Where economic activity will locate in the future is one of the most important and challenging questions in economics. Even though advances in technology have reduced the cost of transport and communication which has curtailed the ‘distance penalty’ for business operations, local proximity of firms that produce similar, competing and/or related products still matters. This reinforces the absolute, rather than relative, advantages of many small areas. The location of firms depends not only on costs of production and marketing, but also on economies of scale, activity-specific backward and forward linkages (indivisible production), accumulated knowledge, path dependence, innovation, the existence of sophisticated customers (markets) and on unpredictable chance events and historical accidents. ‘Global’ competitiveness often depends on highly concentrated ‘local’ knowledge; capabilities and common tacit codes of behaviour which can be found in spatially concentrated firms (clusters).
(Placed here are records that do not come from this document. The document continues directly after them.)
//! Background Dispatch
//!
//! Fire-and-forget work decoupled from the request path: admin audit events
//! and notification mail. Submission never awaits; a full queue drops the
//! job with a warning, and sink failures are logged by the worker.

use std::net::IpAddr;
use std::sync::Arc;

use chrono::{DateTime, Utc};
use http::Method;
use kernel::id::AuditEventId;
use serde::Serialize;
use tokio::sync::mpsc;
use tokio::task::JoinHandle;

use crate::error::AuthResult;

/// Default queue depth
pub const DISPATCH_CAPACITY: usize = 1024;

const UNKNOWN: &str = "unknown";

// ============================================================================
// Jobs
// ============================================================================

/// One admin request, as recorded for auditing
#[derive(Debug, Clone, Serialize)]
pub struct AuditEvent {
    #[serde(serialize_with = "serialize_id")]
    pub id: AuditEventId,
    pub request_id: String,
    pub admin_lookup_id: String,
    pub admin_email: String,
    pub action: String,
    pub resource: String,
    pub target_user: String,
    pub method: String,
    pub path: String,
    pub status: u16,
    pub latency_ms: u64,
    pub client_ip: Option<IpAddr>,
    pub user_agent: Option<String>,
    pub occurred_at: DateTime<Utc>,
}

fn serialize_id<S: serde::Serializer>(id: &AuditEventId, s: S) -> Result<S::Ok, S::Error> {
    s.collect_str(id)
}

impl AuditEvent {
    /// VIEW / CREATE / UPDATE / DELETE, else the method name itself
    pub fn action_for(method: &Method) -> String {
        match method.as_str() {
            "GET" => "VIEW",
            "POST" => "CREATE",
            "PUT" | "PATCH" => "UPDATE",
            "DELETE" => "DELETE",
            other => other,
        }
        .to_string()
    }

    /// Path segment following `admin`
    pub fn resource_from_path(path: &str) -> String {
        segment_after(path, "admin").unwrap_or(UNKNOWN).to_string()
    }

    /// `/users/<id>` path segment, else a `user_id` / `target_user_id`
    /// query parameter
    pub fn target_from(path: &str, query: Option<&str>) -> String {
        if let Some(id) = segment_after(path, "users") {
            return id.to_string();
        }
        query
            .and_then(|q| {
                url::form_urlencoded::parse(q.as_bytes())
                    .find(|(k, v)| (k == "user_id" || k == "target_user_id") && !v.is_empty())
                    .map(|(_, v)| v.into_owned())
            })
            .unwrap_or_else(|| UNKNOWN.to_string())
    }

    /// `req_<nanos>_<8 random chars>`
    pub fn new_request_id() -> String {
        let nanos = Utc::now().timestamp_nanos_opt().unwrap_or_default();
        let token = platform::crypto::random_token();
        format!("req_{nanos}_{}", &token[..8])
    }
}

fn segment_after<'a>(path: &'a str, marker: &str) -> Option<&'a str> {
    let mut segments = path.split('/').filter(|s| !s.is_empty());
    segments.by_ref().find(|s| *s == marker)?;
    segments.next()
}

/// Outbound notification
#[derive(Debug, Clone, PartialEq, Eq)]
pub struct MailMessage {
    pub to: String,
    pub subject: String,
    pub body: String,
}

#[derive(Debug, Clone)]
pub enum BackgroundJob {
    Audit(Box<AuditEvent>),
    Mail(MailMessage),
}

impl BackgroundJob {
    fn label(&self) -> &'static str {
        match self {
            Self::Audit(_) => "audit",
            Self::Mail(_) => "mail",
        }
    }
}

// ============================================================================
// Sinks
// ============================================================================

#[trait_variant::make(AuditSink: Send)]
pub trait LocalAuditSink {
    async fn record(&self, event: &AuditEvent) -> AuthResult<()>;
}

#[trait_variant::make(Mailer: Send)]
pub trait LocalMailer {
    async fn send(&self, message: &MailMessage) -> AuthResult<()>;
}

// ============================================================================
// Dispatcher
// ============================================================================

/// Cloneable submission handle; the worker stops once every handle is
/// dropped and the queue is drained.
#[derive(Debug, Clone)]
pub struct BackgroundDispatcher {
    sender: mpsc::Sender<BackgroundJob>,
}

impl BackgroundDispatcher {
    /// Start the worker on the current runtime
    pub fn spawn<A, M>(sink: Arc<A>, mailer: Arc<M>, capacity: usize) -> (Self, JoinHandle<()>)
    where
        A: AuditSink + Sync + 'static,
        M: Mailer + Sync + 'static,
    {
        let (dispatcher, inbox) = Self::channel(capacity);
        let worker = tokio::spawn(run_worker(inbox, sink, mailer));
        (dispatcher, worker)
    }

    /// Handle plus raw receiver, for callers that drive the queue themselves
    pub fn channel(capacity: usize) -> (Self, mpsc::Receiver<BackgroundJob>) {
        let (sender, inbox) = mpsc::channel(capacity.max(1));
        (Self { sender }, inbox)
    }

    /// Queue a job without waiting. Returns `false` when it was dropped.
    pub fn submit(&self, job: BackgroundJob) -> bool {
        match self.sender.try_send(job) {
            Ok(()) => true,
            Err(mpsc::error::TrySendError::Full(job)) => {
                tracing::warn!(job = job.label(), "Background queue full, dropping job");
                false
            }
            Err(mpsc::error::TrySendError::Closed(job)) => {
                tracing::warn!(job = job.label(), "Background worker stopped, dropping job");
                false
            }
        }
    }

    pub fn audit(&self, event: AuditEvent) -> bool {
        self.submit(BackgroundJob::Audit(Box::new(event)))
    }

    pub fn mail(&self, message: MailMessage) -> bool {
        self.submit(BackgroundJob::Mail(message))
    }
}

async fn run_worker<A, M>(mut inbox: mpsc::Receiver<BackgroundJob>, sink: Arc<A>, mailer: Arc<M>)
where
    A: AuditSink + Sync,
    M: Mailer + Sync,
{
    while let Some(job) = inbox.recv().await {
        let result = match &job {
            BackgroundJob::Audit(event) => sink.record(event).await,
            BackgroundJob::Mail(message) => mailer.send(message).await,
        };
        if let Err(e) = result {
            tracing::error!(job = job.label(), error = %e, "Background job failed");
        }
    }
    tracing::debug!("Background worker stopped");
}

#[cfg(test)]
mod tests {
    use super::*;
    use std::sync::Mutex;

    use crate::error::AuthError;

    #[derive(Default)]
    struct RecordingSink {
        events: Mutex<Vec<String>>,
    }

    impl AuditSink for RecordingSink {
        async fn record(&self, event: &AuditEvent) -> AuthResult<()> {
            self.events.lock().unwrap().push(event.request_id.clone());
            Ok(())
        }
    }

    struct FailingMailer;

    impl Mailer for FailingMailer {
        async fn send(&self, _message: &MailMessage) -> AuthResult<()> {
            Err(AuthError::Internal("smtp down".to_string()))
        }
    }

    fn event(request_id: &str) -> AuditEvent {
        AuditEvent {
            id: AuditEventId::new(),
            request_id: request_id.to_string(),
            admin_lookup_id: "L1".to_string(),
            admin_email: "admin@b.com".to_string(),
            action: "VIEW".to_string(),
            resource: "profile".to_string(),
            target_user: UNKNOWN.to_string(),
            method: "GET".to_string(),
            path: "/api/admin/profile".to_string(),
            status: 200,
            latency_ms: 3,
            client_ip: None,
            user_agent: None,
            occurred_at: Utc::now(),
        }
    }

    fn mail() -> MailMessage {
        MailMessage {
            to: "ops@b.com".to_string(),
            subject: "s".to_string(),
            body: "b".to_string(),
        }
    }

    #[tokio::test]
    async fn test_worker_drains_and_survives_failures() {
        let sink = Arc::new(RecordingSink::default());
        let (dispatcher, worker) =
            BackgroundDispatcher::spawn(sink.clone(), Arc::new(FailingMailer), 8);

        assert!(dispatcher.audit(event("r1")));
        assert!(dispatcher.mail(mail()));
        assert!(dispatcher.audit(event("r2")));

        drop(dispatcher);
        worker.await.unwrap();

        assert_eq!(*sink.events.lock().unwrap(), vec!["r1", "r2"]);
    }

    #[tokio::test]
    async fn test_full_queue_drops_without_blocking() {
        let (dispatcher, mut inbox) = BackgroundDispatcher::channel(1);

        assert!(dispatcher.mail(mail()));
        assert!(!dispatcher.mail(mail()));

        assert!(inbox.recv().await.is_some());
        assert!(dispatcher.mail(mail()));
    }

    #[tokio::test]
    async fn test_closed_queue_drops() {
        let (dispatcher, inbox) = BackgroundDispatcher::channel(4);
        drop(inbox);
        assert!(!dispatcher.audit(event("r1")));
    }

    #[test]
    fn test_action_mapping() {
        assert_eq!(AuditEvent::action_for(&Method::GET), "VIEW");
        assert_eq!(AuditEvent::action_for(&Method::POST), "CREATE");
        assert_eq!(AuditEvent::action_for(&Method::PUT), "UPDATE");
        assert_eq!(AuditEvent::action_for(&Method::PATCH), "UPDATE");
        assert_eq!(AuditEvent::action_for(&Method::DELETE), "DELETE");
        assert_eq!(AuditEvent::action_for(&Method::OPTIONS), "OPTIONS");
    }

    #[test]
    fn test_resource_and_target() {
        assert_eq!(AuditEvent::resource_from_path("/api/admin/users/L9"), "users");
        assert_eq!(AuditEvent::resource_from_path("/api/admin"), "unknown");
        assert_eq!(AuditEvent::resource_from_path("/api/other"), "unknown");

        assert_eq!(AuditEvent::target_from("/api/admin/users/L9", None), "L9");
        assert_eq!(
            AuditEvent::target_from("/api/admin/search", Some("user_id=L3&x=1")),
            "L3"
        );
        assert_eq!(
            AuditEvent::target_from("/api/admin/search", Some("target_user_id=L4")),
            "L4"
        );
        assert_eq!(AuditEvent::target_from("/api/admin/profile", None), "unknown");
    }

    #[test]
    fn test_request_id_shape() {
        let id = AuditEvent::new_request_id();
        let parts: Vec<&str> = id.splitn(3, '_').collect();
        assert_eq!(parts[0], "req");
        assert!(parts[1].parse::<i64>().is_ok());
        assert_eq!(parts[2].len(), 8);
    }
}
Although there are certain principles for the location of firms, the issue is still complex and subject to further theoretical and empirical analysis.

Suggested Citation

  • Jovanović , Miroslav N., 2003. "Spatial Location of Firms and Industries: An Overview of Theory," Economia Internazionale / International Economics, Camera di Commercio Industria Artigianato Agricoltura di Genova, vol. 56(1), pages 23-82.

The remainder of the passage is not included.